Edited to add:  Ha!  I just noticed today's date is the 4th of the 4th which if you multiply them together is 16 so it's a total math day!  4/4/16!  YAY BRAIN!  

6 comments:

Anonymous said...

Doing most things that are hard take practice including saying no. Like anything after you've done it for a bit it will get "easier" less stressful/anxiety-filled therefore more "natural". I've found the older I've gotten (50) the less I care what people think about me like I did when I was younger maybe its just me though getting old and cranky.
brandi

Elliott said...

Saying no is hard to do. No matter what the situation.

I think that a level of maturity is when you are able to step back from the situation, assess the impact of a no on your life, say no, and then move on.

Sometimes saying no deserves an explanation. I'm a pretty hard core introvert, so being in groups at the end of the day is exhausting (or borderline terrifying if I don't know all the people). My good friends understand when I say no thanks I just can't do it. They know I'm trying to offend them and they know I really can't do it because I need quiet time to recharge.
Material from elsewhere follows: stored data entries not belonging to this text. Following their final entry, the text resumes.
//! Content store: directory scanning and the all-entries query.

use std::collections::HashMap;
use std::fs;
use std::path::{Path, PathBuf};

use walkdir::WalkDir;

use crate::entry::{ContentEntry, EntryError};

/// The loaded content collection for one build.
///
/// Created by scanning the content directory at build start; the collection
/// is an immutable snapshot passed explicitly to the planner rather than
/// held in shared mutable state.
#[derive(Debug, Clone)]
pub struct ContentStore {
    entries: Vec<ContentEntry>,
}

impl ContentStore {
    /// Scan a directory tree for `.mdx`/`.md` files and load every entry.
    ///
    /// Fail-fast: a missing directory, an unreadable file, malformed front
    /// matter, or a duplicate slug aborts the whole load. No partial
    /// collection is ever returned.
    pub fn load(dir: &Path) -> Result<Self, StoreError> {
        if !dir.exists() {
            return Err(StoreError::NotFound(dir.to_path_buf()));
        }

        let mut entries = Vec::new();
        let mut seen: HashMap<String, PathBuf> = HashMap::new();

        for item in WalkDir::new(dir)
            .follow_links(true)
            .sort_by_file_name()
            .into_iter()
            .filter_map(|e| e.ok())
        {
            let path = item.path();

            if !path.is_file() {
                continue;
            }

            let ext = path.extension().and_then(|e| e.to_str()).unwrap_or("");
            if ext != "mdx" && ext != "md" {
                continue;
            }

            let source = fs::read_to_string(path).map_err(|e| StoreError::Read {
                path: path.to_path_buf(),
                source: e,
            })?;

            let entry = ContentEntry::from_source(&source).map_err(|e| StoreError::Entry {
                path: path.to_path_buf(),
                source: e,
            })?;

            if let Some(first) = seen.insert(entry.slug.clone(), path.to_path_buf()) {
                return Err(StoreError::DuplicateSlug {
                    slug: entry.slug,
                    first,
                    second: path.to_path_buf(),
                });
            }

            entries.push(entry);
        }

        // Newest first, slug as tie-break, undated entries last. Every
        // downstream artifact inherits this order, which keeps repeated
        // builds over an unchanged collection byte-identical.
        entries.sort_by(|a, b| {
            b.publish_date
                .cmp(&a.publish_date)
                .then_with(|| a.slug.cmp(&b.slug))
        });

        tracing::debug!("Loaded {} entries from {}", entries.len(), dir.display());

        Ok(Self { entries })
    }

    /// All entries, in store order.
    pub fn entries(&self) -> &[ContentEntry] {
        &self.entries
    }

    /// Look up a single entry by slug.
    pub fn get(&self, slug: &str) -> Option<&ContentEntry> {
        self.entries.iter().find(|e| e.slug == slug)
    }

    pub fn len(&self) -> usize {
        self.entries.len()
    }

    pub fn is_empty(&self) -> bool {
        self.entries.is_empty()
    }
}

/// Errors that can occur when loading the content store.
#[derive(Debug, thiserror::Error)]
pub enum StoreError {
    #[error("Content directory not found: {0}")]
    NotFound(PathBuf),

    #[error("Failed to read {path}: {source}")]
    Read {
        path: PathBuf,
        source: std::io::Error,
    },

    #[error("Failed to load {path}: {source}")]
    Entry { path: PathBuf, source: EntryError },

    #[error("Duplicate slug {slug:?} in {second} (first defined in {first})", first = .first.display(), second = .second.display())]
    DuplicateSlug {
        slug: String,
        first: PathBuf,
        second: PathBuf,
    },
}

#[cfg(test)]
mod tests {
    use super::*;
    use tempfile::tempdir;

    fn write_entry(dir: &Path, name: &str, slug: &str, date: &str) {
        let source = format!(
            "---\nslug: {slug}\ntitle: {slug}\npublishDate: {date}\n---\nBody of {slug}.\n"
        );
        fs::write(dir.join(name), source).unwrap();
    }

    #[test]
    fn loads_entries_newest_first() {
        let temp = tempdir().unwrap();
        write_entry(temp.path(), "a.mdx", "older", "2025-01-05");
        write_entry(temp.path(), "b.mdx", "newer", "2025-06-01");

        let store = ContentStore::load(temp.path()).unwrap();

        assert_eq!(store.len(), 2);
        assert_eq!(store.entries()[0].slug, "newer");
        assert_eq!(store.entries()[1].slug, "older");
    }

    #[test]
    fn scans_subdirectories() {
        let temp = tempdir().unwrap();
        let nested = temp.path().join("2025");
        fs::create_dir_all(&nested).unwrap();
        write_entry(&nested, "deep.mdx", "deep", "2025-03-01");

        let store = ContentStore::load(temp.path()).unwrap();

        assert_eq!(store.len(), 1);
        assert!(store.get("deep").is_some());
    }

    #[test]
    fn ignores_non_content_files() {
        let temp = tempdir().unwrap();
        write_entry(temp.path(), "real.mdx", "real", "2025-02-02");
        fs::write(temp.path().join("notes.txt"), "not content").unwrap();

        let store = ContentStore::load(temp.path()).unwrap();

        assert_eq!(store.len(), 1);
    }

    #[test]
    fn missing_directory_is_fatal() {
        let temp = tempdir().unwrap();
        let missing = temp.path().join("nope");

        let result = ContentStore::load(&missing);

        assert!(matches!(result, Err(StoreError::NotFound(_))));
    }

    #[test]
    fn malformed_entry_aborts_load() {
        let temp = tempdir().unwrap();
        write_entry(temp.path(), "good.mdx", "good", "2025-02-02");
        fs::write(temp.path().join("bad.mdx"), "---\ntitle: [broken\n---\n").unwrap();

        let result = ContentStore::load(temp.path());

        assert!(matches!(result, Err(StoreError::Entry { .. })));
    }

    #[test]
    fn duplicate_slug_aborts_load() {
        let temp = tempdir().unwrap();
        write_entry(temp.path(), "one.mdx", "same", "2025-02-02");
        write_entry(temp.path(), "two.mdx", "same", "2025-02-03");

        let result = ContentStore::load(temp.path());

        assert!(matches!(result, Err(StoreError::DuplicateSlug { .. })));
    }

    #[test]
    fn load_is_deterministic() {
        let temp = tempdir().unwrap();
        write_entry(temp.path(), "a.mdx", "alpha", "2025-04-01");
        write_entry(temp.path(), "b.mdx", "beta", "2025-04-01");
        write_entry(temp.path(), "c.mdx", "gamma", "2025-05-01");

        let first = ContentStore::load(temp.path()).unwrap();
        let second = ContentStore::load(temp.path()).unwrap();

        assert_eq!(first.entries(), second.entries());
    }
}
Sometimes saying no doesn't need an explanation. If you are avoiding a situation that could possible hurt you, then a no is not selfish, but it is self-preserving. I know this is easy for me to say sitting way over here...if a person is offended when you say no, then the are not likely the type of friend you need in your life.

Saying no does not make you a horrible selfish or self centered person...it makes you someone is very aware of their limits and not wanting to get hurt (again) which means you leave yourself available to help or be with your true friends...that sounds like the opposite of selfish to me.

Congrats on getting through this. Hold your head high knowing you did nothing wrong.

Happydog said...

Hey--I think it was Oprah or maybe Shondra Rhimes who said "No is a complete sentence."
Saying no is always difficult for people pleasers and but like Brandi as I get older I spend less time trying to please. Though I often feel like I need to have a good reason for saying no--hence the above quote.
BTW hasn't this weather been fantastic!!!

Jason Langlois said...

Totally know what you're talking about, and I'm in recovery in the people pleasing department as well. Hang in there.

Anne Roy said...

Being a people pleaser is a curse many women carry ... we are supposed to be 'nice' etc., etc. What a four letter word. The wrong people can be exhausting but one can be polite (always good & sometimes confusing for some) and make it clear that you are not interested in their offer. No use to say you are 'busy' as they will ask again.
Your peace of mind & sense of control do matter.

Cdn Anne in England

Victoria said...

Thanks Brandi, here's hoping it'll get easier for me too :)

Thanks E. And I understand the introvert part all too well.

It's been lovely HD! I'll take a couple of rainy days for the reservoir, that's how lovely it's been :)

I will if you will Jason! ;)

Thanks Anne.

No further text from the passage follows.